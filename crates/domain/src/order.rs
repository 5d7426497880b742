//! Order entity, read during restock.

use chrono::{DateTime, Utc};
use common::{CompanyId, Money, OrderId};
use serde::{Deserialize, Serialize};

/// A line item on an order.
#[derive(Debug, Clone, Serialize, Deserialize)]
pub struct OrderItem {
    /// Stock keeping unit.
    pub sku: String,
    /// Product name for display.
    pub name: String,
    /// Units ordered.
    pub quantity: u32,
    /// Price per unit.
    pub unit_price: Money,
}

impl OrderItem {
    pub fn new(
        sku: impl Into<String>,
        name: impl Into<String>,
        quantity: u32,
        unit_price: Money,
    ) -> Self {
        Self {
            sku: sku.into(),
            name: name.into(),
            quantity,
            unit_price,
        }
    }
}

/// A customer order. The RTO engine only reads it to enumerate the SKUs
/// and quantities to return to stock.
#[derive(Debug, Clone, Serialize, Deserialize)]
pub struct Order {
    pub id: OrderId,
    pub company_id: CompanyId,
    pub items: Vec<OrderItem>,
    pub created_at: DateTime<Utc>,
}

impl Order {
    /// Returns true if the order has line items.
    pub fn has_items(&self) -> bool {
        !self.items.is_empty()
    }

    /// Returns the total quantity across all line items.
    pub fn total_quantity(&self) -> u32 {
        self.items.iter().map(|item| item.quantity).sum()
    }
}

#[cfg(test)]
mod tests {
    use super::*;

    #[test]
    fn test_total_quantity() {
        let order = Order {
            id: OrderId::new(),
            company_id: CompanyId::new(),
            items: vec![
                OrderItem::new("SKU-001", "Widget", 2, Money::from_cents(1000)),
                OrderItem::new("SKU-002", "Gadget", 1, Money::from_cents(2500)),
            ],
            created_at: Utc::now(),
        };

        assert!(order.has_items());
        assert_eq!(order.total_quantity(), 3);
    }

    #[test]
    fn test_empty_order() {
        let order = Order {
            id: OrderId::new(),
            company_id: CompanyId::new(),
            items: vec![],
            created_at: Utc::now(),
        };

        assert!(!order.has_items());
        assert_eq!(order.total_quantity(), 0);
    }
}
+-------+
For this exercise, copy all of the material exactly as it stands.

*Written solution*
filename crates/domain/src/order.rs
repository 5d7426497880b742
//! Order entity, read during restock.

use chrono::{DateTime, Utc};
use common::{CompanyId, Money, OrderId};
use serde::{Deserialize, Serialize};

/// A line item on an order.
#[derive(Debug, Clone, Serialize, Deserialize)]
pub struct OrderItem {
    /// Stock keeping unit.
    pub sku: String,
    /// Product name for display.
    pub name: String,
    /// Units ordered.
    pub quantity: u32,
    /// Price per unit.
    pub unit_price: Money,
}

impl OrderItem {
    pub fn new(
        sku: impl Into<String>,
        name: impl Into<String>,
        quantity: u32,
        unit_price: Money,
    ) -> Self {
        Self {
            sku: sku.into(),
            name: name.into(),
            quantity,
            unit_price,
        }
    }
}

/// A customer order. The RTO engine only reads it to enumerate the SKUs
/// and quantities to return to stock.
#[derive(Debug, Clone, Serialize, Deserialize)]
pub struct Order {
    pub id: OrderId,
    pub company_id: CompanyId,
    pub items: Vec<OrderItem>,
    pub created_at: DateTime<Utc>,
}

impl Order {
    /// Returns true if the order has line items.
    pub fn has_items(&self) -> bool {
        !self.items.is_empty()
    }

    /// Returns the total quantity across all line items.
    pub fn total_quantity(&self) -> u32 {
        self.items.iter().map(|item| item.quantity).sum()
    }
}

#[cfg(test)]
mod tests {
    use super::*;

    #[test]
    fn test_total_quantity() {
        let order = Order {
            id: OrderId::new(),
            company_id: CompanyId::new(),
            items: vec![
                OrderItem::new("SKU-001", "Widget", 2, Money::from_cents(1000)),
                OrderItem::new("SKU-002", "Gadget", 1, Money::from_cents(2500)),
            ],
            created_at: Utc::now(),
        };

        assert!(order.has_items());
        assert_eq!(order.total_quantity(), 3);
    }

    #[test]
    fn test_empty_order() {
        let order = Order {
            id: OrderId::new(),
            company_id: CompanyId::new(),
            items: vec![],
            created_at: Utc::now(),
        };

        assert!(!order.has_items());
        assert_eq!(order.total_quantity(), 0);
    }
}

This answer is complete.